- _What is needed_
Look below and pull out each line with the word "Options".

*** Begin section ***

//! Tracing subscriber setup.
//!
//! Logging is off unless a filter directive is given. The orchestrator
//! parses stdout and stderr together, so any event written under its
//! default invocation would corrupt the result line.

use clap::ValueEnum;
use tracing_subscriber::EnvFilter;

/// Log line encoding.
#[derive(Debug, Clone, Copy, Default, PartialEq, Eq, ValueEnum)]
pub enum LogFormat {
    /// Human-readable lines.
    #[default]
    Text,
    /// One JSON object per event.
    Json,
}

/// Installs the global subscriber.
///
/// `directive` uses `RUST_LOG` syntax and falls back to
/// [`podpath_common::constants::DEFAULT_LOG_FILTER`].
pub fn init(directive: Option<&str>, format: LogFormat) {
    let filter =
        EnvFilter::new(directive.unwrap_or(podpath_common::constants::DEFAULT_LOG_FILTER));
    let builder = tracing_subscriber::fmt()
        .with_env_filter(filter)
        .with_ansi(false)
        .with_writer(std::io::stderr);

    match format {
        LogFormat::Text => builder.init(),
        LogFormat::Json => builder.json().init(),
    }
}
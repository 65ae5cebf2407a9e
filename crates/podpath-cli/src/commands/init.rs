//! `podpath init`: Declare driver capabilities.

use podpath_common::types::DriverOutput;
use podpath_core::driver::Driver;

/// Executes the `init` call.
pub fn execute(driver: &Driver) -> DriverOutput {
    driver.init()
}
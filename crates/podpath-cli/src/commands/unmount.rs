//! `podpath unmount`: Force-unmount a volume directory.

use std::path::PathBuf;

use clap::Args;
use podpath_common::types::DriverOutput;
use podpath_core::driver::Driver;

/// Arguments for the `unmount` call.
#[derive(Args, Debug)]
pub struct UnmountArgs {
    /// Volume directory to unmount.
    pub mount_dir: PathBuf,
}

/// Executes the `unmount` call.
///
/// The host directory behind the mount is kept.
pub fn execute(driver: &Driver, args: &UnmountArgs) -> DriverOutput {
    tracing::debug!(mount_dir = %args.mount_dir.display(), "unmount requested");
    driver.unmount(&args.mount_dir)
}
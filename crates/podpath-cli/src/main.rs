//! # podpath: host path per pod Flexvolume driver
//!
//! Like `hostPath`, but every pod gets its own directory:
//! `<hostPath>/<pod namespace>/<pod name>/<pod uid>` is created on demand
//! and bind-mounted into the pod's volume directory.
//!
//! The orchestrator reads exactly one JSON line from stdout per call, so
//! all diagnostics go to stderr.

#![cfg_attr(test, allow(clippy::expect_used, clippy::unwrap_used))]

mod commands;
mod logging;
mod output;

use clap::Parser;

use crate::commands::Cli;

fn main() -> anyhow::Result<()> {
    let cli = Cli::parse();
    logging::init(cli.log.as_deref(), cli.log_format);
    commands::execute(cli)
}
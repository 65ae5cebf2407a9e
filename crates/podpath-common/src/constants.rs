//! Protocol constants and defaults.

/// Informational message returned by `init`.
pub const STATUS_SUCCESS: &str = "Success";

/// Options key carrying the pod namespace.
pub const OPT_POD_NAMESPACE: &str = "kubernetes.io/pod.namespace";

/// Options key carrying the pod name (workload identifier).
pub const OPT_POD_NAME: &str = "kubernetes.io/pod.name";

/// Options key carrying the pod UID (instance identifier).
pub const OPT_POD_UID: &str = "kubernetes.io/pod.uid";

/// Options key carrying the base host path.
pub const OPT_HOST_PATH: &str = "hostPath";

/// Permission bits for directories created on the host, before umask.
pub const DEFAULT_DIR_MODE: u32 = 0o777;

/// Filesystem type passed to `mount(2)` for bind mounts.
pub const BIND_FSTYPE: &str = "none";

/// Binary name for the CLI.
pub const BIN_NAME: &str = "podpath";

/// Environment variable holding the log filter directive.
pub const LOG_ENV: &str = "PODPATH_LOG";

/// Filter applied when no log directive is configured.
///
/// Logging stays off by default: the orchestrator reads stdout and stderr
/// together and expects nothing but the result line.
pub const DEFAULT_LOG_FILTER: &str = "off";
//! Bind mount execution.
//!
//! [`MountBackend`] is the seam between the driver protocol and the kernel
//! mount table. [`LinuxMounter`] issues the real syscalls; anything else
//! implementing the trait can stand in for it.

use std::path::Path;

use podpath_common::error::Result;

/// Mount table operations needed by the driver.
pub trait MountBackend {
    /// Bind-mounts `source` onto `target` with no flags beyond `MS_BIND`.
    ///
    /// # Errors
    ///
    /// Returns [`podpath_common::error::PodPathError::Mount`] if the kernel
    /// rejects the mount.
    fn bind_mount(&self, source: &Path, target: &Path) -> Result<()>;

    /// Force-unmounts `target`, even if the filesystem is busy.
    ///
    /// # Errors
    ///
    /// Returns [`podpath_common::error::PodPathError::Unmount`] if the kernel
    /// rejects the unmount.
    fn force_unmount(&self, target: &Path) -> Result<()>;
}

/// Backend that talks to the Linux kernel via `mount(2)` and `umount2(2)`.
#[derive(Debug, Clone, Copy, Default)]
pub struct LinuxMounter;

impl LinuxMounter {
    /// Creates a new Linux mounter.
    #[must_use]
    pub const fn new() -> Self {
        Self
    }
}

#[cfg(target_os = "linux")]
impl MountBackend for LinuxMounter {
    fn bind_mount(&self, source: &Path, target: &Path) -> Result<()> {
        use nix::mount::{MsFlags, mount};
        use podpath_common::constants::BIND_FSTYPE;
        use podpath_common::error::PodPathError;

        mount(
            Some(source),
            target,
            Some(BIND_FSTYPE),
            MsFlags::MS_BIND,
            None::<&str>,
        )
        .map_err(|e| PodPathError::Mount {
            host_path: source.to_path_buf(),
            target: target.to_path_buf(),
            errno: e.to_string(),
        })?;

        tracing::info!(
            source = %source.display(),
            target = %target.display(),
            "bind mount created"
        );
        Ok(())
    }

    fn force_unmount(&self, target: &Path) -> Result<()> {
        use nix::mount::{MntFlags, umount2};
        use podpath_common::error::PodPathError;

        umount2(target, MntFlags::MNT_FORCE).map_err(|e| PodPathError::Unmount {
            target: target.to_path_buf(),
            errno: e.to_string(),
        })?;

        tracing::info!(target = %target.display(), "unmounted");
        Ok(())
    }
}

/// Stub for non-Linux platforms.
#[cfg(not(target_os = "linux"))]
impl MountBackend for LinuxMounter {
    fn bind_mount(&self, _source: &Path, _target: &Path) -> Result<()> {
        Err(podpath_common::error::PodPathError::Unsupported {
            message: "bind mounts require Linux".into(),
        })
    }

    fn force_unmount(&self, _target: &Path) -> Result<()> {
        Err(podpath_common::error::PodPathError::Unsupported {
            message: "unmounting requires Linux".into(),
        })
    }
}
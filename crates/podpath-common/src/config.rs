//! Driver configuration model.

use serde::{Deserialize, Serialize};

/// Knobs that shape how the driver provisions host directories.
#[derive(Debug, Clone, Copy, PartialEq, Eq, Serialize, Deserialize)]
pub struct DriverConfig {
    /// Accept payloads whose identity fields are missing or empty.
    ///
    /// Empty segments then vanish during path joining, so distinct pods
    /// can share a host directory. Off by default.
    pub allow_empty_segments: bool,
    /// Permission bits for created directories, before umask.
    pub dir_mode: u32,
}

impl Default for DriverConfig {
    fn default() -> Self {
        Self {
            allow_empty_segments: false,
            dir_mode: crate::constants::DEFAULT_DIR_MODE,
        }
    }
}

/// Parses an octal permission string such as `"0755"` or `"755"`.
///
/// # Errors
///
/// Returns [`crate::error::PodPathError::Config`] if the value is not
/// octal or sets bits outside `0o7777`.
pub fn parse_dir_mode(raw: &str) -> crate::error::Result<u32> {
    let digits = raw.trim().trim_start_matches("0o");
    match u32::from_str_radix(digits, 8) {
        Ok(mode) if mode <= 0o7777 => Ok(mode),
        _ => Err(crate::error::PodPathError::Config {
            message: format!("invalid directory mode {raw:?}"),
        }),
    }
}
//! Result line emission.

use std::io::Write;

use podpath_common::types::DriverOutput;

/// Writes `output` as a single JSON line to `out`.
///
/// # Errors
///
/// Returns an error if serialization or the write fails.
pub fn emit(out: &mut impl Write, output: &DriverOutput) -> anyhow::Result<()> {
    serde_json::to_writer(&mut *out, output)?;
    writeln!(out)?;
    out.flush()?;
    Ok(())
}

/// Writes `output` to stdout.
///
/// # Errors
///
/// Returns an error if stdout is closed.
pub fn emit_stdout(output: &DriverOutput) -> anyhow::Result<()> {
    emit(&mut std::io::stdout().lock(), output)
}
//! Idempotent provisioning of per-pod host directories.

use std::io::ErrorKind;
use std::path::Path;

use podpath_common::error::{PodPathError, Result};

/// What [`ensure_host_dir`] found at the derived path.
#[derive(Debug, Clone, Copy, PartialEq, Eq)]
pub enum Provisioned {
    /// The path was absent and has been created, ancestors included.
    Created,
    /// Something already existed at the path and was left untouched.
    Existing,
}

/// Ensures `path` exists, creating it and any missing ancestors with `mode`.
///
/// The path is checked with `lstat`, so an existing entry of any type,
/// dangling symlinks included, counts as present and is never modified.
///
/// # Errors
///
/// Returns [`PodPathError::Io`] if the path cannot be inspected or created.
pub fn ensure_host_dir(path: &Path, mode: u32) -> Result<Provisioned> {
    match std::fs::symlink_metadata(path) {
        Ok(_) => {
            tracing::debug!(path = %path.display(), "host path already present");
            Ok(Provisioned::Existing)
        }
        Err(e) if e.kind() == ErrorKind::NotFound => {
            create_dir_all(path, mode).map_err(|source| PodPathError::Io {
                op: "mkdir",
                path: path.to_path_buf(),
                source,
            })?;
            tracing::debug!(
                path = %path.display(),
                mode = %format!("{mode:o}"),
                "created host path"
            );
            Ok(Provisioned::Created)
        }
        Err(source) => Err(PodPathError::Io {
            op: "lstat",
            path: path.to_path_buf(),
            source,
        }),
    }
}

#[cfg(unix)]
fn create_dir_all(path: &Path, mode: u32) -> std::io::Result<()> {
    use std::os::unix::fs::DirBuilderExt;

    std::fs::DirBuilder::new()
        .recursive(true)
        .mode(mode)
        .create(path)
}

#[cfg(not(unix))]
fn create_dir_all(path: &Path, _mode: u32) -> std::io::Result<()> {
    std::fs::create_dir_all(path)
}

#[cfg(test)]
mod tests {
    use super::*;

    #[test]
    fn ensure_creates_missing_ancestors() {
        let dir = tempfile::tempdir().expect("tempdir");
        let path = dir.path().join("ns1").join("podA").join("uid123");
        let outcome = ensure_host_dir(&path, 0o777).expect("ensure");
        assert_eq!(outcome, Provisioned::Created);
        assert!(path.is_dir());
    }

    #[test]
    fn ensure_is_idempotent() {
        let dir = tempfile::tempdir().expect("tempdir");
        let path = dir.path().join("ns1/podA/uid123");
        assert_eq!(ensure_host_dir(&path, 0o777).expect("first"), Provisioned::Created);
        std::fs::write(path.join("marker"), b"kept").expect("write marker");

        assert_eq!(ensure_host_dir(&path, 0o777).expect("second"), Provisioned::Existing);
        assert_eq!(std::fs::read(path.join("marker")).expect("read marker"), b"kept");
    }

    #[cfg(unix)]
    #[test]
    fn ensure_preserves_directory_identity() {
        use std::os::unix::fs::MetadataExt;

        let dir = tempfile::tempdir().expect("tempdir");
        let path = dir.path().join("uid123");
        let _ = ensure_host_dir(&path, 0o777).expect("first");
        let before = std::fs::metadata(&path).expect("stat").ino();
        let _ = ensure_host_dir(&path, 0o777).expect("second");
        let after = std::fs::metadata(&path).expect("stat").ino();
        assert_eq!(before, after);
    }

    #[test]
    fn ensure_accepts_existing_non_directory() {
        let dir = tempfile::tempdir().expect("tempdir");
        let path = dir.path().join("uid123");
        std::fs::write(&path, b"file").expect("write");
        assert_eq!(ensure_host_dir(&path, 0o777).expect("ensure"), Provisioned::Existing);
        assert!(path.is_file());
    }

    #[cfg(unix)]
    #[test]
    fn ensure_accepts_dangling_symlink() {
        let dir = tempfile::tempdir().expect("tempdir");
        let path = dir.path().join("link");
        std::os::unix::fs::symlink(dir.path().join("nowhere"), &path).expect("symlink");
        assert_eq!(ensure_host_dir(&path, 0o777).expect("ensure"), Provisioned::Existing);
    }

    #[test]
    fn ensure_fails_under_regular_file() {
        let dir = tempfile::tempdir().expect("tempdir");
        let blocker = dir.path().join("blocker");
        std::fs::write(&blocker, b"file").expect("write");
        let path = blocker.join("ns1");
        let err = ensure_host_dir(&path, 0o777).unwrap_err();
        assert!(matches!(err, PodPathError::Io { .. }));
        assert!(err.to_string().starts_with("lstat "));
    }

    #[cfg(unix)]
    #[test]
    fn ensure_applies_requested_mode() {
        use std::os::unix::fs::PermissionsExt;

        let dir = tempfile::tempdir().expect("tempdir");
        let path = dir.path().join("restricted");
        let _ = ensure_host_dir(&path, 0o700).expect("ensure");
        let mode = std::fs::metadata(&path).expect("stat").permissions().mode();
        assert_eq!(mode & 0o777, 0o700);
    }

    #[test]
    fn ensure_concurrent_calls_on_same_path_all_succeed() {
        let dir = tempfile::tempdir().expect("tempdir");
        let path = dir.path().join("ns1/podA/uid123");

        let outcomes: Vec<Provisioned> = std::thread::scope(|scope| {
            let handles: Vec<_> = (0..16)
                .map(|_| scope.spawn(|| ensure_host_dir(&path, 0o777)))
                .collect();
            handles
                .into_iter()
                .map(|h| h.join().expect("thread").expect("ensure"))
                .collect()
        });

        assert_eq!(outcomes.len(), 16);
        assert!(outcomes.contains(&Provisioned::Created));
        assert!(path.is_dir());
    }
}
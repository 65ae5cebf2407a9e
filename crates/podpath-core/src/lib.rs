//! # podpath-core
//!
//! The mount driver behind the `podpath` Flexvolume plugin.
//!
//! This crate provides:
//! - **Path derivation**: `<hostPath>/<namespace>/<pod name>/<pod uid>`.
//! - **Provisioning**: idempotent create-if-absent of the derived directory.
//! - **Mounting**: bind mount and forced unmount over `mount(2)`/`umount2(2)`.
//! - **Driver**: the `init`/`mount`/`unmount` protocol, each call turned
//!   into a single [`podpath_common::types::DriverOutput`].
//!
//! The driver keeps no state between calls. The host directory tree and the
//! kernel mount table are the only durable state.

#![cfg_attr(test, allow(clippy::expect_used, clippy::unwrap_used))]

pub mod driver;
pub mod mount;
pub mod path;
pub mod provision;
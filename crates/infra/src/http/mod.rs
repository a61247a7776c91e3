//! HTTP transport to the identity provider

pub mod client;

pub use client::{HttpClient, HttpClientBuilder};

*** End section ***

- _Result below_
/// Options key carrying the pod namespace.
/// Options key carrying the pod name (workload identifier).
/// Options key carrying the pod UID (instance identifier).
/// Options key carrying the base host path.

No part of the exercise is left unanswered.